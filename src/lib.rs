//! Boolean operations (union, intersection, subtraction, exclusion) on 2D
//! cubic Bezier path regions.
//!
//! Given two closed planar regions bounded by cubic Bezier paths —
//! possibly compound (multiple sub-paths with holes) and possibly
//! self-intersecting — this crate computes their union, intersection,
//! difference, or symmetric difference and returns it as a set of closed
//! cubic Bezier paths with consistent winding orientation. [`resolve_crossings`]
//! resolves the self-intersections of a single path into a clean,
//! non-self-intersecting region.
//!
//! The pipeline (see each module's docs for its piece):
//! monotone decomposition → intersection finder → location divider →
//! winding propagator → path tracer → orientation fixer.

pub mod arena;
pub mod consts;
pub mod divide;
pub mod error;
pub mod geom;
pub mod intersection;
pub mod monotone;
pub mod orient;
pub mod path;
pub mod trace;
pub mod winding;

pub use error::{BooleanOpError, Result};
pub use path::{CompoundPath, FillRule, Path, PathItem, Segment};

use arena::Arena;
use intersection::Operand;
use kurbo::Point;
use trace::Operator;

/// `A.unite(B)`: the region covered by either operand.
pub fn unite(a: &PathItem, b: &PathItem) -> Result<PathItem> {
	run(a, b, Operator::Unite)
}

/// `A.intersect(B)`: the region covered by both operands.
pub fn intersect(a: &PathItem, b: &PathItem) -> Result<PathItem> {
	run(a, b, Operator::Intersect)
}

/// `A.subtract(B)`: the region covered by `a` but not `b`.
pub fn subtract(a: &PathItem, b: &PathItem) -> Result<PathItem> {
	run(a, b, Operator::Subtract)
}

/// `A.exclude(B)`: the symmetric difference — covered by exactly one
/// operand.
pub fn exclude(a: &PathItem, b: &PathItem) -> Result<PathItem> {
	run(a, b, Operator::Exclude)
}

/// `A.divide(B)`: equivalent to a compound of `subtract(A, B)` and
/// `intersect(A, B)` (spec §6).
pub fn divide(a: &PathItem, b: &PathItem) -> Result<PathItem> {
	let sub = subtract(a, b)?;
	let int = intersect(a, b)?;
	let mut children = sub.paths().into_iter().cloned().collect::<Vec<_>>();
	children.extend(int.paths().into_iter().cloned());
	Ok(finish(children, a.fill_rule()))
}

/// Rewrites `item`'s self-intersections into a clean, non-self-intersecting
/// region. Idempotent: `resolve_crossings(&resolve_crossings(p)?)? == resolve_crossings(p)?`
/// up to path-order normalization.
pub fn resolve_crossings(item: &PathItem) -> Result<PathItem> {
	if item.is_open() {
		return Err(BooleanOpError::UnsupportedOpenPath);
	}
	let prepared = item.prepare();
	let mut arena = Arena::new();
	for path in prepared.paths() {
		arena.push_path(&path.segments, path.closed, Operand::A);
	}

	let curves_a = arena.curves_for(Operand::A);
	let mut intersections = intersection::find_intersections(&curves_a, &curves_a, true);
	divide::divide_locations(&mut arena, &mut intersections, |loc| loc.overlap || loc.crossing);
	winding::propagate(&mut arena);
	let traced = trace::trace_paths(&mut arena, &intersections, Operator::ResolveCrossings)?;
	let oriented = orient::reorient(traced, prepared.fill_rule());
	Ok(finish(oriented, prepared.fill_rule()))
}

/// The `_getWinding` external query from spec §6: winding number of
/// `item` at `point`, used for containment queries outside the engine.
pub fn winding_at(item: &PathItem, point: Point, horizontal: bool) -> i32 {
	let mut arena = Arena::new();
	for path in item.paths() {
		arena.push_path(&path.segments, path.closed, Operand::A);
	}
	winding::get_winding(&arena, point, horizontal).winding
}

/// Spec §7: an open path operand is only supported by `subtract`/
/// `intersect`, and only when paired against a closed operand — two open
/// operands, or an open operand under any other operator, is rejected
/// up front rather than left to produce a meaningless result.
fn check_preconditions(a: &PathItem, b: &PathItem, operator: Operator) -> Result<()> {
	let open_supported = matches!(operator, Operator::Subtract | Operator::Intersect);
	let either_open = a.is_open() || b.is_open();
	let both_open = a.is_open() && b.is_open();
	if either_open && (!open_supported || both_open) {
		return Err(BooleanOpError::UnsupportedOpenPath);
	}
	Ok(())
}

fn run(a: &PathItem, b: &PathItem, operator: Operator) -> Result<PathItem> {
	check_preconditions(a, b, operator)?;

	let a = a.prepare();
	let b = b.prepare();
	let mut arena = Arena::new();
	for path in a.paths() {
		arena.push_path(&path.segments, path.closed, Operand::A);
	}
	for path in b.paths() {
		arena.push_path(&path.segments, path.closed, Operand::B);
	}

	let curves_a = arena.curves_for(Operand::A);
	let curves_b = arena.curves_for(Operand::B);
	let mut intersections = intersection::find_intersections(&curves_a, &curves_b, false);
	divide::divide_locations(&mut arena, &mut intersections, |loc| loc.overlap || loc.crossing);
	winding::propagate(&mut arena);
	let traced = trace::trace_paths(&mut arena, &intersections, operator)?;

	let fill_rule = merge_fill_rule(a.fill_rule(), b.fill_rule());
	let oriented = orient::reorient(traced, fill_rule);
	Ok(finish(oriented, fill_rule))
}

fn merge_fill_rule(a: FillRule, b: FillRule) -> FillRule {
	if a == FillRule::EvenOdd || b == FillRule::EvenOdd { FillRule::EvenOdd } else { FillRule::NonZero }
}

fn finish(paths: Vec<Path>, fill_rule: FillRule) -> PathItem {
	if paths.is_empty() {
		return PathItem::Path(Path::empty());
	}
	PathItem::Compound(CompoundPath::new(paths, fill_rule)).reduce()
}

#[cfg(test)]
mod tests {
	use super::*;
	use kurbo::Point;

	fn square(x0: f64, y0: f64, x1: f64, y1: f64) -> PathItem {
		PathItem::Path(Path::new(vec![Segment::new(Point::new(x0, y0)), Segment::new(Point::new(x1, y0)), Segment::new(Point::new(x1, y1)), Segment::new(Point::new(x0, y1))], true))
	}

	#[test]
	fn unite_disjoint_squares_scenario() {
		let a = square(0.0, 0.0, 100.0, 100.0);
		let b = square(200.0, 0.0, 300.0, 100.0);
		let result = unite(&a, &b).unwrap();
		assert!((result.area().abs() - 20000.0).abs() < 1.0);
		match result {
			PathItem::Compound(c) => {
				assert_eq!(c.children.len(), 2);
				assert!(c.children.iter().all(Path::is_clockwise));
			}
			PathItem::Path(_) => panic!("expected a compound path for two disjoint squares"),
		}
	}

	#[test]
	fn unite_overlapping_squares_scenario() {
		let a = square(0.0, 0.0, 100.0, 100.0);
		let b = square(50.0, 50.0, 150.0, 150.0);
		let result = unite(&a, &b).unwrap();
		assert!((result.area().abs() - 17500.0).abs() < 1.0);
		match result {
			PathItem::Path(p) => assert_eq!(p.segments.len(), 8),
			PathItem::Compound(_) => panic!("overlap union should reduce to a single path"),
		}
	}

	#[test]
	fn intersect_overlapping_squares_scenario() {
		let a = square(0.0, 0.0, 100.0, 100.0);
		let b = square(50.0, 50.0, 150.0, 150.0);
		let result = intersect(&a, &b).unwrap();
		assert!((result.area().abs() - 2500.0).abs() < 1.0);
		match result {
			PathItem::Path(p) => assert!(p.is_clockwise()),
			PathItem::Compound(_) => panic!("expected a single path"),
		}
	}

	#[test]
	fn subtract_overlapping_squares_scenario() {
		let a = square(0.0, 0.0, 100.0, 100.0);
		let b = square(50.0, 50.0, 150.0, 150.0);
		let result = subtract(&a, &b).unwrap();
		assert!((result.area().abs() - 7500.0).abs() < 1.0);
	}

	#[test]
	fn exclude_overlapping_squares_scenario() {
		let a = square(0.0, 0.0, 100.0, 100.0);
		let b = square(50.0, 50.0, 150.0, 150.0);
		let result = exclude(&a, &b).unwrap();
		assert!((result.area().abs() - 15000.0).abs() < 1.0);
	}

	#[test]
	fn subtract_self_is_empty() {
		let a = square(0.0, 0.0, 100.0, 100.0);
		let result = subtract(&a, &a).unwrap();
		assert!(result.area().abs() < 1.0);
	}

	#[test]
	fn winding_at_reports_containment() {
		let a = square(0.0, 0.0, 100.0, 100.0);
		assert_eq!(winding_at(&a, Point::new(50.0, 50.0), false), 1);
		assert_eq!(winding_at(&a, Point::new(500.0, 500.0), false), 0);
	}
}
•••
WHAT YOU ARE ASKED TO DO: Both the first line of the records above and the line containing "holes) and possibly" are to be transcribed exactly, together with every line between them, and nothing else.

SOLUTION TO THIS EXERCISE:
filename src/lib.rs
//! Boolean operations (union, intersection, subtraction, exclusion) on 2D
//! cubic Bezier path regions.
//!
//! Given two closed planar regions bounded by cubic Bezier paths —
//! possibly compound (multiple sub-paths with holes) and possibly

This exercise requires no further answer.